J'ai VMware Fusion (12.2.) sur mon mac mini 2018 (Monterey) et j'aimerais y installer Windows 10 depuis cette clé.
Est-ce possible ?


----------



## edenpulse (13 Février 2022)

Oui. Télécharges l’iso d’installation à jour directement sur le site de Microsoft, et ne t’embêtes pas avec la clé usb.


----------



## Locke (13 Février 2022)

En espérant que l'activation se passera bien, parfois il y a une mauvaise surprise avec Microsoft et ses serveurs.


----------



## TheoMac (13 Février 2022)

edenpulse a dit:


> Oui. Télécharges l’iso d’installation à jour directement sur le site de Microsoft, et ne t’embêtes pas avec la clé usb.

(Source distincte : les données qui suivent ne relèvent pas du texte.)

#[cfg(test)]
mod tests {
    use std::sync::atomic::Ordering;
    use std::time::Duration;

    use super::*;
    use crate::testutil::{ScriptedExtractor, StaticTargetSource};

    fn config(interval_ms: u64, ttl_ms: u64) -> SchedulerConfig {
        SchedulerConfig {
            tick_interval: Duration::from_millis(interval_ms),
            fetch_deadline: Duration::from_secs(1),
            cache_ttl: Duration::from_millis(ttl_ms),
            queue_capacity: 16,
            max_in_flight: None,
        }
    }

    #[tokio::test]
    async fn seed_adds_initial_targets() {
        let scheduler =
            RingScheduler::new(ScriptedExtractor::ok(), &config(20, 60_000)).unwrap();
        let source = StaticTargetSource::new(&["https://a", "https://b", "https://a"]);

        let seeded = scheduler.seed(&source).await.unwrap();

        assert_eq!(seeded, 3);
        assert_eq!(scheduler.target_count(), 2);
    }

    #[tokio::test]
    async fn seed_failure_is_fatal_and_traced() {
        let scheduler =
            RingScheduler::new(ScriptedExtractor::ok(), &config(20, 60_000)).unwrap();

        let err = scheduler.seed(&StaticTargetSource::failing()).await.unwrap_err();

        assert_eq!(err.trace(), Some(&["RingScheduler::seed".to_string()][..]));
    }

    #[tokio::test]
    async fn empty_registry_ticks_do_nothing() {
        let extractor = ScriptedExtractor::ok();
        let scheduler = RingScheduler::new(extractor.clone(), &config(10, 60_000)).unwrap();

        scheduler.run(Duration::from_millis(10));
        tokio::time::sleep(Duration::from_millis(60)).await;
        scheduler.close().await;

        assert_eq!(extractor.call_count(), 0);
    }

    #[tokio::test]
    async fn round_robin_visits_each_target_once_in_insertion_order() {
        let extractor = ScriptedExtractor::ok();
        // TTL far larger than the observation window: after one full pass
        // the ring stalls on its head target.
        let scheduler = RingScheduler::new(extractor.clone(), &config(20, 60_000)).unwrap();
        scheduler.add_target("https://a");
        scheduler.add_target("https://b");
        scheduler.add_target("https://c");

        scheduler.run(Duration::from_millis(20));
        tokio::time::sleep(Duration::from_millis(200)).await;

        assert_eq!(extractor.calls(), vec!["https://a", "https://b", "https://c"]);
        // One full pass: the cursor wrapped back to its starting position.
        assert_eq!(scheduler.inner.cursor.load(Ordering::Acquire), 0);

        scheduler.close().await;
    }

    #[tokio::test]
    async fn cooling_head_target_stalls_the_ring() {
        let extractor = ScriptedExtractor::ok();
        // TTL = 10 × interval: after the first pass over both targets the
        // cursor must sit on the head target for the rest of the window.
        let scheduler = RingScheduler::new(extractor.clone(), &config(25, 250)).unwrap();
        scheduler.add_target("https://a");
        scheduler.add_target("https://b");

        scheduler.run(Duration::from_millis(25));
        // ~6 ticks, well inside the TTL window.
        tokio::time::sleep(Duration::from_millis(160)).await;

        assert_eq!(extractor.calls(), vec!["https://a", "https://b"]);
        assert_eq!(scheduler.inner.cursor.load(Ordering::Acquire), 0);

        scheduler.close().await;
    }

    #[tokio::test]
    async fn targets_added_while_running_are_picked_up() {
        let extractor = ScriptedExtractor::ok();
        let scheduler = RingScheduler::new(extractor.clone(), &config(20, 60_000)).unwrap();

        scheduler.run(Duration::from_millis(20));
        tokio::time::sleep(Duration::from_millis(50)).await;
        scheduler.add_target("https://late");
        tokio::time::sleep(Duration::from_millis(80)).await;

        assert_eq!(extractor.calls(), vec!["https://late"]);

        scheduler.close().await;
    }

    #[tokio::test]
    async fn run_twice_does_not_double_dispatch() {
        let extractor = ScriptedExtractor::ok();
        let scheduler = RingScheduler::new(extractor.clone(), &config(20, 60_000)).unwrap();
        scheduler.add_target("https://a");

        scheduler.run(Duration::from_millis(20));
        scheduler.run(Duration::from_millis(5));
        tokio::time::sleep(Duration::from_millis(100)).await;

        assert_eq!(extractor.call_count(), 1);

        scheduler.close().await;
    }

    #[tokio::test]
    async fn outcomes_flow_to_the_output_stream() {
        let scheduler = RingScheduler::new(ScriptedExtractor::ok(), &config(20, 60_000)).unwrap();
        scheduler.add_target("https://a");
        let mut rx = scheduler.take_output().unwrap();

        scheduler.run(Duration::from_millis(20));
        let outcome = rx.recv().await.unwrap();
        assert_eq!(outcome.url(), "https://a");

        scheduler.close().await;
        // Stream ends after close.
        assert!(rx.recv().await.is_none());
    }

    #[tokio::test]
    async fn close_drains_in_flight_and_discards_their_outcomes() {
        let extractor = ScriptedExtractor::ok().with_delay(Duration::from_millis(120));
        let scheduler = RingScheduler::new(extractor.clone(), &config(20, 60_000)).unwrap();
        scheduler.add_target("https://a");
        let mut rx = scheduler.take_output().unwrap();

        scheduler.run(Duration::from_millis(20));
        // Give the first tick time to dispatch, then close mid-fetch.
        tokio::time::sleep(Duration::from_millis(40)).await;

        // Adding targets during drain must stay safe.
        let concurrent = {
            let scheduler = scheduler.clone();
            tokio::spawn(async move {
                for i in 0..50 {
                    scheduler.add_target(&format!("https://drain/{i}"));
                    tokio::task::yield_now().await;
                }
            })
        };

        scheduler.close().await;
        concurrent.await.unwrap();

        // The cache only arms on completion, so the slow target may have
        // been dispatched on several ticks; every outcome was discarded
        // during the drain and the stream closes empty.
        assert!(extractor.call_count() >= 1);
        assert!(rx.recv().await.is_none());
    }

    #[tokio::test]
    async fn close_waits_for_senders_blocked_on_a_full_stream() {
        let extractor = ScriptedExtractor::ok();
        let config = SchedulerConfig {
            tick_interval: Duration::from_millis(15),
            fetch_deadline: Duration::from_secs(1),
            cache_ttl: Duration::from_secs(60),
            queue_capacity: 1,
            max_in_flight: None,
        };
        let scheduler = RingScheduler::new(extractor.clone(), &config).unwrap();
        for i in 0..3 {
            scheduler.add_target(&format!("https://t/{i}"));
        }
        let mut rx = scheduler.take_output().unwrap();

        scheduler.run(config.tick_interval);
        // Let all three fetches complete; with capacity 1 some of them are
        // now parked on the send.
        tokio::time::sleep(Duration::from_millis(120)).await;

        let closer = {
            let scheduler = scheduler.clone();
            tokio::spawn(async move { scheduler.close().await })
        };

        let mut received = Vec::new();
        while let Some(outcome) = rx.recv().await {
            received.push(outcome.url().to_string());
        }
        closer.await.unwrap();

        // Nothing was lost: every completed fetch was delivered before the
        // stream closed.
        assert_eq!(received.len(), 3);
        assert_eq!(extractor.call_count(), 3);
    }

    #[tokio::test]
    async fn in_flight_cap_holds_the_cursor() {
        let extractor = ScriptedExtractor::ok().with_delay(Duration::from_millis(200));
        let config = SchedulerConfig {
            tick_interval: Duration::from_millis(15),
            fetch_deadline: Duration::from_secs(1),
            cache_ttl: Duration::from_secs(60),
            queue_capacity: 16,
            max_in_flight: Some(1),
        };
        let scheduler = RingScheduler::new(extractor.clone(), &config).unwrap();
        scheduler.add_target("https://a");
        scheduler.add_target("https://b");

        scheduler.run(config.tick_interval);
        // Many ticks elapse, but the single permit is held by the slow
        // fetch of the first target.
        tokio::time::sleep(Duration::from_millis(100)).await;
        assert_eq!(extractor.call_count(), 1);

        scheduler.close().await;
    }

    #[tokio::test]
    async fn add_target_after_close_is_a_noop() {
        let scheduler = RingScheduler::new(ScriptedExtractor::ok(), &config(20, 60_000)).unwrap();
        scheduler.add_target("https://a");
        scheduler.close().await;

        scheduler.add_target("https://b");
        assert_eq!(scheduler.target_count(), 1);
    }

    #[tokio::test]
    async fn close_is_idempotent() {
        let scheduler = RingScheduler::new(ScriptedExtractor::ok(), &config(20, 60_000)).unwrap();
        scheduler.run(Duration::from_millis(20));
        scheduler.close().await;
        scheduler.close().await;
    }
}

Oui, en effet ce serait peut-être plus simple mais cette version est-elle aussi complète ?



Locke a dit:


> En espérant que l'activation se passera bien, parfois il y a une mauvaise surprise avec Microsoft et ses serveurs.


Ne connaissant pas très bien l'univers Windows j'ai des craintes avec toutes les protections de Microsoft…


----------



## edenpulse (13 Février 2022)

TheoMac a dit:


> Oui, en effet ce serait peut-être plus simple mais cette version est-elle aussi complète ?


C'est littéralement la même chose. Juste que si tu télécharges l'iso aujourd'hui, au moins t'aura pas X mois de mises à jour à refaire sur ta VM.


----------